Please give feedback on the title well - I also considered Finding Time to Pray or just Time to Pray, other suggestions also appreciated.
Who can call themselves a good Christian and not have one hour a day to spend with their Lord? It’s a question I’d heard from a number of people, so I thought, oh, I guess I’m a bad Christian since I’m not doing that. I’ll do better, I’ll make it a priority. I love my Lord, and I’m not going to let others or Him think I don’t.

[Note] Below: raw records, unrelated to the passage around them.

use std::{
    env,
    fs::{self, File},
    io::Write,
    path::{Path, PathBuf},
};

use chrono::Local;
use directories::ProjectDirs;
use serde::{Serialize, de::DeserializeOwned};
use tracing::{debug, warn};

use crate::{
    calendar::Calendar,
    constants::{DATA_DIR_ENV, FILE_NAMES},
    domain::ProjectId,
    project::{ProjectRecord, ProjectStore},
};

/// Project store keeping one JSON record and one raw image file per project.
pub struct JsonProjectStore {
    dir: PathBuf,
}

impl JsonProjectStore {
    pub fn new(data_dir: &Path) -> Result<Self, String> {
        let dir = data_dir.join(FILE_NAMES.projects_dir);
        fs::create_dir_all(&dir).map_err(|e| e.to_string())?;
        Ok(Self { dir })
    }

    fn record_path(&self, id: ProjectId) -> PathBuf {
        self.dir
            .join(format!("{}.{}", id.0, FILE_NAMES.project_extension))
    }

    fn image_path(&self, id: ProjectId) -> PathBuf {
        self.dir.join(format!("{}.{}", id.0, FILE_NAMES.image_extension))
    }

    fn read_record(&self, path: &Path) -> Result<ProjectRecord, String> {
        let record: ProjectRecord = read_json(path)?;
        if record.version != ProjectRecord::VERSION {
            return Err(format!(
                "unsupported project version {} in {}",
                record.version,
                path.display()
            ));
        }
        record
            .validate()
            .map_err(|e| format!("{} in {}", e, path.display()))?;
        Ok(record)
    }
}

impl ProjectStore for JsonProjectStore {
    fn list(&self) -> Result<Vec<ProjectRecord>, String> {
        let entries = fs::read_dir(&self.dir).map_err(|e| e.to_string())?;
        let mut records = Vec::new();

        for entry in entries.filter_map(|e| e.ok()) {
            let path = entry.path();
            let is_record = path
                .extension()
                .is_some_and(|ext| ext == FILE_NAMES.project_extension);
            if !is_record {
                continue;
            }

            match self.read_record(&path) {
                Ok(record) => records.push(record),
                Err(e) => warn!(path = %path.display(), error = %e, "skipping unreadable project"),
            }
        }

        records.sort_by_key(|record| record.id);
        Ok(records)
    }

    fn load(&self, id: ProjectId) -> Result<Option<ProjectRecord>, String> {
        let path = self.record_path(id);
        if !path.exists() {
            return Ok(None);
        }

        let mut record = self.read_record(&path)?;
        let image_path = self.image_path(id);
        if image_path.exists() {
            record.image = fs::read(&image_path).map_err(|e| e.to_string())?;
        }
        Ok(Some(record))
    }

    /// An empty image leaves any stored image untouched.
    fn save(&mut self, record: &ProjectRecord) -> Result<(), String> {
        write_json_atomic(&self.record_path(record.id), record)?;
        if !record.image.is_empty() {
            atomic_write(&self.image_path(record.id), &record.image, false)?;
        }
        debug!(project = %record.id, "project saved");
        Ok(())
    }

    fn delete(&mut self, id: ProjectId) -> Result<bool, String> {
        let path = self.record_path(id);
        let existed = path.exists();
        delete_file_if_exists(&path)?;
        delete_file_if_exists(&self.image_path(id))?;
        Ok(existed)
    }
}

/// Data directory: explicit override, then `GOALGRID_DATA_DIR`, then the platform default.
pub fn get_data_dir(override_dir: Option<&Path>) -> PathBuf {
    if let Some(dir) = override_dir {
        fs::create_dir_all(dir).ok();
        return dir.to_path_buf();
    }

    if let Some(dir) = env::var_os(DATA_DIR_ENV).filter(|value| !value.is_empty()) {
        let dir = PathBuf::from(dir);
        fs::create_dir_all(&dir).ok();
        return dir;
    }

    if let Some(proj_dirs) = ProjectDirs::from("com", "goalgrid", "goalgrid") {
        let data_dir = proj_dirs.data_dir().to_path_buf();
        fs::create_dir_all(&data_dir).ok();
        data_dir
    } else {
        PathBuf::from(".")
    }
}

pub fn get_calendar_path(data_dir: &Path) -> PathBuf {
    data_dir.join(FILE_NAMES.calendar_events)
}

pub fn load_calendar(path: &Path) -> Result<Calendar, String> {
    if !path.exists() {
        return Ok(Calendar::new());
    }

    let calendar: Calendar = read_json(path)?;
    if calendar.version != Calendar::VERSION {
        return Err(format!(
            "unsupported calendar version {} in {}",
            calendar.version,
            path.display()
        ));
    }
    Ok(calendar)
}

pub fn save_calendar(path: &Path, calendar: &Calendar) -> Result<(), String> {
    write_json_atomic(path, calendar)
}

pub fn read_json<T: DeserializeOwned>(path: &Path) -> Result<T, String> {
    let content = fs::read_to_string(path).map_err(|e| e.to_string())?;
    serde_json::from_str(&content).map_err(|e| e.to_string())
}

pub fn write_json_atomic<T: Serialize>(path: &Path, value: &T) -> Result<(), String> {
    let json = serde_json::to_string_pretty(value).map_err(|e| e.to_string())?;
    atomic_write(path, json.as_bytes(), true)
}

pub fn delete_file_if_exists(path: &Path) -> Result<(), String> {
    if path.exists() {
        fs::remove_file(path).map_err(|e| e.to_string())?;
    }
    Ok(())
}

pub fn write_text_file(path: &Path, content: &str) -> Result<(), String> {
    atomic_write(path, content.as_bytes(), true)
}

pub fn create_backup(path: &Path) -> Result<(), String> {
    if !path.exists() {
        return Ok(());
    }

    let backup_dir = path
        .parent()
        .unwrap_or(Path::new("."))
        .join(FILE_NAMES.backups_dir);
    fs::create_dir_all(&backup_dir).map_err(|e| e.to_string())?;

    let file_name = path.file_name().unwrap_or_default().to_string_lossy();
    let timestamp = Local::now().format("%Y%m%d_%H%M%S");
    let backup_path = backup_dir.join(format!("{}.{}", file_name, timestamp));
    fs::copy(path, &backup_path).map_err(|e| e.to_string())?;

    let prefix = format!("{}.", file_name);
    if let Ok(entries) = fs::read_dir(&backup_dir) {
        let mut backups: Vec<_> = entries
            .filter_map(|e| e.ok())
            .filter(|e| e.file_name().to_string_lossy().starts_with(&prefix))
            .collect();
        backups.sort_by_key(|e| e.metadata().ok().and_then(|m| m.modified().ok()));

        while backups.len() > FILE_NAMES.max_backups {
            let oldest = backups.remove(0);
            let _ = fs::remove_file(oldest.path());
        }
    }

    Ok(())
}

pub fn atomic_write(path: &Path, content: &[u8], backup: bool) -> Result<(), String> {
    if backup && path.exists() {
        create_backup(path)?;
    }

    let tmp_path = path.with_extension("tmp");
    let mut tmp_file = File::create(&tmp_path).map_err(|e| e.to_string())?;
    tmp_file.write_all(content).map_err(|e| e.to_string())?;
    tmp_file.sync_all().map_err(|e| e.to_string())?;
    fs::rename(&tmp_path, path).map_err(|e| e.to_string())?;
    Ok(())
}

Since I am not a morning person, I thought in order to be a truly devout Christian, I needed to make the sacrifice to get up early each morning and spend that hour with God. And so each night I’d set my alarm an hour earlier. “Lord,” I’d pray, “help me to get up early tomorrow. I want to spend this time with you.” Morning would come, and in my groggy, bleary-eyed state, I’d grope for the snooze button, telling myself that 45 minutes was almost as good as an hour. Continuing to hit snooze each time the alarm interrupted my sleep, I’d decide I’d start with less time today and increase it tomorrow. Or maybe I’d just start tomorrow. God will understand. He knows how much I do each day and how little sleep I’ve been getting lately. He knows I may even be getting sick. I need to make sure I get enough sleep so I don’t compromise my immune system. I’ll start tomorrow. Or better yet, Monday, after I’ve had a chance to catch up on sleep and can really start fresh.

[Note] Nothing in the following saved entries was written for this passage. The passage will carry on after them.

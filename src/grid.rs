mod engine;
mod layout;
mod scale;
mod undo;

pub use engine::{CellQuota, GridProgressEngine, GridSnapshot, ProgressOutcome};
pub(crate) use engine::normalize_cells;
pub use layout::{GridDimensions, cell_coordinates, compute_dimensions};
pub use scale::{aggregate_scale, scale_for};
pub use undo::UndoStack;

Some mornings I did get up. My time with God was precious, and it was a great way to start the day. After several mornings in a row, however, I was exhausted. I’ll just sleep in today, I’d think, and get up early again tomorrow. But tomorrow would stretch into a week, then a month.
I beat myself up mentally and told myself how rotten I was. How pathetic am I if I can’t even get up consistently for that all-important hour with God? I tried starting with 15 minute increments instead of a whole hour, or praying during my morning workout or shower as part of that hour. I tried asking others to help hold me accountable. But every time, even if I’d do well for several days, eventually sleep would get the better of me and I would fail once again.
I decided maybe it didn’t matter if the hour was spent first thing in the morning. I tried for an hour each evening instead. That didn’t really work, between cooking and cleaning up from dinner and a day’s worth of messes, helping with homework, getting kids ready for bed and preparing things for the next day. The hour would often slip away unnoticed, or I’d remember it briefly as I fell into bed and drifted off to sleep.
A few months ago, a friend called to tell me she was coming into town to visit. We hadn’t seen each other since I’d had kids, so we were used to spending hours together just hanging out and talking. We planned a day to spend together that would work with both our schedules. I arranged for a babysitter for the kids for part of the time, and my husband planned on watching them that evening. When the day came, my sitter ended up canceling at the last minute, and my friend had to leave earlier than she originally had planned. We never got to spend even a moment together without kids, chaos, and interruptions. As I expressed my dismay at not being able to spend focused, one-on-one time with her, without all the distractions of my day, she assured me it was fine and she was just glad she’d gotten to see me at all. “It’s not about how you spend the time, just that you do it,” she said. “I still got to see you, and see what your life is like for you now. It’s actually better this way because I have a real sense of who you are as a mom.”
And that’s when it hit me. God doesn’t care so much about how we spend the time, just that we do it. He just wants to know us, and for us to know Him, in our lives today, not some time in the future when we achieve that “perfect” schedule (which will never really happen anyway). Just as Paul said in 1 Thessalonians 5:17, we are to “pray continually”. God wants us to turn to Him in each and every moment, to give it all up to Him and spend time with Him, as a companion, friend, counselor, and confidante. He wants us to invite Him into every aspect of our daily lives, not just one pre-scheduled hour a day. Our prayers should become as natural and consistent as breathing.
It’s not about finding the right time to pray, it’s about praying all the time.